Décisions de la CRTESPF

Informations sur la décision

Résumé :

Licenciement (non disciplinaire) - Incapacité médicale - Devoir d'accommodement - le fonctionnaire s'estimant lésé était en congé de maladie non payé depuis sept ans lorsque l'employeur l'a licencié - la preuve a établi que l'état de santé du fonctionnaire avait empiré depuis son départ en congé de maladie et qu'il était peu probable qu'il puisse retourner travailler - le fonctionnaire a prétendu que le fait de lui refuser les crédits et l'argent qui lui permettraient de prendre sa retraite avec pleine pension quatre ans plus tard constituait de la discrimination fondée sur son incapacité physique - l'employeur se devait donc de l'accommoder, ce qui signifiait qu'il devait le garder sur sa liste de paye à moins de contrainte excessive - l'arbitre a conclu que le licenciement du fonctionnaire ne constituait pas de la discrimination étant donné que la pleine pension, à l'âge normale de la retraite, est un avantage qui s'obtient en travaillant.

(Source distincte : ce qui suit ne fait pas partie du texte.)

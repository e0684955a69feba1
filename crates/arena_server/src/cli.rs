//! Command-line interface for arena_server.

use clap::{Parser, Subcommand};
use std::path::PathBuf;

/// Tic-tac-toe arena: human-vs-oracle sessions over HTTP
#[derive(Parser, Debug)]
#[command(name = "arena_server")]
#[command(about = "NxN tic-tac-toe sessions against an LLM opponent", long_about = None)]
#[command(version)]
pub struct Cli {
    /// Subcommand to run
    #[command(subcommand)]
    pub command: Command,
}

/// Available commands
#[derive(Subcommand, Debug)]
pub enum Command {
    /// Run the HTTP game server
    Serve {
        /// Path to a TOML configuration file
        #[arg(short, long)]
        config: Option<PathBuf>,

        /// Host to bind to
        #[arg(long)]
        host: Option<String>,

        /// Port to bind to
        #[arg(short, long)]
        port: Option<u16>,

        /// SQLite file for completed games (created if it doesn't exist)
        #[arg(long)]
        db_path: Option<String>,
    },

    /// Evaluate a board snapshot stored as JSON
    Evaluate {
        /// File holding `{board, currentPlayer, gridSize}`
        file: PathBuf,
    },

    /// Print recently completed games
    Completed {
        /// Path to the database file
        #[arg(long, default_value = "tictactoe_arena.db")]
        db_path: String,

        /// Maximum number of games to print
        #[arg(short, long, default_value = "100")]
        limit: usize,
    },
}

Griefs rejetés. Décisions citées : Dekoning (166-2-22971 et 149-2-129); McCormick (166-2-26274); MacNeill v. Canada (1994), 169 N.R. 368 (C.A.F.); Re O.N.A. and Etobicoke General Hospital et autres 14 O.R. (3d) 40 (Cour de sect. de l'Ontario).

Contenu de la décision

Dossiers : 166-2-28276 et 28277 Loi sur les relations de travail Devant la Commission des relations dans la fonction publique de travail dans la fonction publique ENTRE R. LORNE WALTON fonctionnaire s'estimant lésé et LE CONSEIL DU TRÉSOR (Service correctionnel du Canada)

employeur

Devant : Ken Norman, commissaire Pour le fonctionnaire s'estimant lésé : Edith Bramwell, Alliance de la Fonction publique du Canada Pour l'employeur : Robert Lindey, avocat Affaire entendue à Saskatoon (Saskatchewan), le 22 juin 1998.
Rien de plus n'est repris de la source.